[Stored data]
□ □ □ □ □

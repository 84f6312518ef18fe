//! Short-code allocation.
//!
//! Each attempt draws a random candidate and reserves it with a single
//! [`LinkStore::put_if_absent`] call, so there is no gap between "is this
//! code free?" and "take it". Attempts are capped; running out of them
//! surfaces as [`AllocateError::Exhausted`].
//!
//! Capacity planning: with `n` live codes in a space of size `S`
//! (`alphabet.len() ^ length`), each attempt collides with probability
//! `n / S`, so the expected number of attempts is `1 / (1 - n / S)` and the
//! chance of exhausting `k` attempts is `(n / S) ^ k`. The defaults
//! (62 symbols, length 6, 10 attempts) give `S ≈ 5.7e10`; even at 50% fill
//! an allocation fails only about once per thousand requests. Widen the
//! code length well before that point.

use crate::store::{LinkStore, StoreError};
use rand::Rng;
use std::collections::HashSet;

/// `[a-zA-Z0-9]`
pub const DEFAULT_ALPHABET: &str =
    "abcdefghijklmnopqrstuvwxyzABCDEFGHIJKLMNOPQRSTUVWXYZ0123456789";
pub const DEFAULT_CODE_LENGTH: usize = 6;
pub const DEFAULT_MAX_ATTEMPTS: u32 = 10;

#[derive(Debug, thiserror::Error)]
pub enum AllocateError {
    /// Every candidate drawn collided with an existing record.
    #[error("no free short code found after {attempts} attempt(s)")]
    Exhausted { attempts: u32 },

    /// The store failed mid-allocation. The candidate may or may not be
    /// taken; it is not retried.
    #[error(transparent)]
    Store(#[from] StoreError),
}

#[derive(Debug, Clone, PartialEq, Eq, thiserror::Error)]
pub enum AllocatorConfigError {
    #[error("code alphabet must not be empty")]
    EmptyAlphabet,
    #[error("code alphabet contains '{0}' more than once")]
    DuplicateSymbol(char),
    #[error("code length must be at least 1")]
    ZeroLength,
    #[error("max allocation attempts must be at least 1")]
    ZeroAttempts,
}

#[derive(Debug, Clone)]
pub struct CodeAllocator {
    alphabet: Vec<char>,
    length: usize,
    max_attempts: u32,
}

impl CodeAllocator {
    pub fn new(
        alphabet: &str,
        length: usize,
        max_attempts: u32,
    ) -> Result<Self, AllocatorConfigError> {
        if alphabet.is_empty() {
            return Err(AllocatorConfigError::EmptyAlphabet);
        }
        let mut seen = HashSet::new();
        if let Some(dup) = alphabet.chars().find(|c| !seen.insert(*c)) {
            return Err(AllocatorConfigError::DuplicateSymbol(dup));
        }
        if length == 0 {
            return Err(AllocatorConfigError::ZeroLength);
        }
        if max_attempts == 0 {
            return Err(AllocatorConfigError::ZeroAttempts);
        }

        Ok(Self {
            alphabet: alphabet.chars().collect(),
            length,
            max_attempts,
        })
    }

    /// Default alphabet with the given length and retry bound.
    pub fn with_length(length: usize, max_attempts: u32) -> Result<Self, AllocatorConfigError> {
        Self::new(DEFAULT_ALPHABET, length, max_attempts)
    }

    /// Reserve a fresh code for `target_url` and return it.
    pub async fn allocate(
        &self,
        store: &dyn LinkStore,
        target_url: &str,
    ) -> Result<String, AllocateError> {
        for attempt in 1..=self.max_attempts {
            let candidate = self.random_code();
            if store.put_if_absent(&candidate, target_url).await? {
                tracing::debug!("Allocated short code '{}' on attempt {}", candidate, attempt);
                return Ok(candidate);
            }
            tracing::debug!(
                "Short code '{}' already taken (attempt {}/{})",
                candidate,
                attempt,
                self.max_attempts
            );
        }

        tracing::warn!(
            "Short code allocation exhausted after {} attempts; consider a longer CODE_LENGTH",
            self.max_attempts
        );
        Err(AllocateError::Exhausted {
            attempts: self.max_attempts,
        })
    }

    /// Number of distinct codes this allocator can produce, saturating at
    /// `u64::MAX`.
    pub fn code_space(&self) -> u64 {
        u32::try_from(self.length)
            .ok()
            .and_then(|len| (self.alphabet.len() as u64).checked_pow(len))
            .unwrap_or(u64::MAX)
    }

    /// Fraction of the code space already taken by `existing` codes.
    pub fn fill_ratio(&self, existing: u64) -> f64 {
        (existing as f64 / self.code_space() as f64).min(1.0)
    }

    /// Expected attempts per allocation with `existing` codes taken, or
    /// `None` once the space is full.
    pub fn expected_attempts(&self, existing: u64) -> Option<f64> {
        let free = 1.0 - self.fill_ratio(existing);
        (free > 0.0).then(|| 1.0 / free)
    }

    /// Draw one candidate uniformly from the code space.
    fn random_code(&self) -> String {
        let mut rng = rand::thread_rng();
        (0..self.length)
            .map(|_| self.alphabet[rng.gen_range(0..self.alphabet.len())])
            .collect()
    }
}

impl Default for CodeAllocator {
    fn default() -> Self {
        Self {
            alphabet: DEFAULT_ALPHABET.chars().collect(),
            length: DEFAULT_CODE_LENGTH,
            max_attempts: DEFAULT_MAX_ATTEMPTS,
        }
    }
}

□ □ □ □ □

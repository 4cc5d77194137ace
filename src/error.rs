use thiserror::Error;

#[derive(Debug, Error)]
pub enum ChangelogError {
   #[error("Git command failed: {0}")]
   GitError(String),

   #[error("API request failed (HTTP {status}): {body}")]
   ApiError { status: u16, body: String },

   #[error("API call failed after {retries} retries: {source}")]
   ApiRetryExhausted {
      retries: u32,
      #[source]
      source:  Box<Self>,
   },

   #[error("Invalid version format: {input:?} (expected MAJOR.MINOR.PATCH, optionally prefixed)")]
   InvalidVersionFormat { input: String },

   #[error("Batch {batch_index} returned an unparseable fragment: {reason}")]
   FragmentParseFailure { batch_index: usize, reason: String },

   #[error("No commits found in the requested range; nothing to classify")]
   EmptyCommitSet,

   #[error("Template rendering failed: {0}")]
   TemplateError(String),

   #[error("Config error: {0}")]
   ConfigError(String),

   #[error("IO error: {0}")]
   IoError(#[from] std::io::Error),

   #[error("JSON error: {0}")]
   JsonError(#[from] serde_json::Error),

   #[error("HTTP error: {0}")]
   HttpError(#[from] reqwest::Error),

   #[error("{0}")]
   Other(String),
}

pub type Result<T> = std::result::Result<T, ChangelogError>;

□ □ □ □ □

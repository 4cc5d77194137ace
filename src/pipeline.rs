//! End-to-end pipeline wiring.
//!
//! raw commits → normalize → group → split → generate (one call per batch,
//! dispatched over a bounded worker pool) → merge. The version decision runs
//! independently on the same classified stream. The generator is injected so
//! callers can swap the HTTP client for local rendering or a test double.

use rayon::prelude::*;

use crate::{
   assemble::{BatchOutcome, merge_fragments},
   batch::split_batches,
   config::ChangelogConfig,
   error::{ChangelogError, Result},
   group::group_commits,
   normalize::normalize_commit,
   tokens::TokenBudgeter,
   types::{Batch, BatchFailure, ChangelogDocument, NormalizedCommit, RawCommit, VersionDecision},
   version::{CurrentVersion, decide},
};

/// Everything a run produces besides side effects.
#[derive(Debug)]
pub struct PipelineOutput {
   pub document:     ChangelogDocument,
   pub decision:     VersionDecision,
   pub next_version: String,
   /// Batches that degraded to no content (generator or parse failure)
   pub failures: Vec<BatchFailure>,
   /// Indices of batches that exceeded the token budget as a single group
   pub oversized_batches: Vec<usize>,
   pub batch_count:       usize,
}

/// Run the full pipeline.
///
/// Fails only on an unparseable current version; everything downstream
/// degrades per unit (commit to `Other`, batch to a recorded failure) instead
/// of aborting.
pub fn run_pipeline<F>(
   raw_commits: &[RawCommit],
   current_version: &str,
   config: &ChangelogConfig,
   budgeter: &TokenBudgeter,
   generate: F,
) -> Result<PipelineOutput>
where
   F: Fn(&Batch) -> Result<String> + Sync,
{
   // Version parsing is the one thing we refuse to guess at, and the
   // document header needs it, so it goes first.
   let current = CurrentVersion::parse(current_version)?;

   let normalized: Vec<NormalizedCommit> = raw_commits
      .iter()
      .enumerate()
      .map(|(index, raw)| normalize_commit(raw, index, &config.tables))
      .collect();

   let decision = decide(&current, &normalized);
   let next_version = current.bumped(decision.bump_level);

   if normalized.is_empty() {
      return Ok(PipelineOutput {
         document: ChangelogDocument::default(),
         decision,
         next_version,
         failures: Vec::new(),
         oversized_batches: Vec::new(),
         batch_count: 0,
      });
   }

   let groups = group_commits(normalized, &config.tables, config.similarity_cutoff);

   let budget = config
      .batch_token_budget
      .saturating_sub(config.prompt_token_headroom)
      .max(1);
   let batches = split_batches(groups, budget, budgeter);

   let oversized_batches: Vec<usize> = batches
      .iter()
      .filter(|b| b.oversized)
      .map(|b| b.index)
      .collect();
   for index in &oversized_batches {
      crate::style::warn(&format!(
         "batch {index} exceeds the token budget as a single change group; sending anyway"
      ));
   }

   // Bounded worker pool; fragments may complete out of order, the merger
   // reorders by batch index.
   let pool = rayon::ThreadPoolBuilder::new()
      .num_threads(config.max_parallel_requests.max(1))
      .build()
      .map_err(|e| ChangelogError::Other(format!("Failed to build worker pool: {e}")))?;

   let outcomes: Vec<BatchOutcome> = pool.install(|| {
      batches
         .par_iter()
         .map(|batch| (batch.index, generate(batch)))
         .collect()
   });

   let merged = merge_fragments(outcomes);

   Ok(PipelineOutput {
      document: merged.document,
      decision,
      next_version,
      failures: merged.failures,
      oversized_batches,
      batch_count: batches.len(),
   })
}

□ □ □ □ □

Write out each line of the data that holds the string "source".

- _ANSWER TO THIS PROBLEM_:
   #[error("API call failed after {retries} retries: {source}")]
      #[source]
      source:  Box<Self>,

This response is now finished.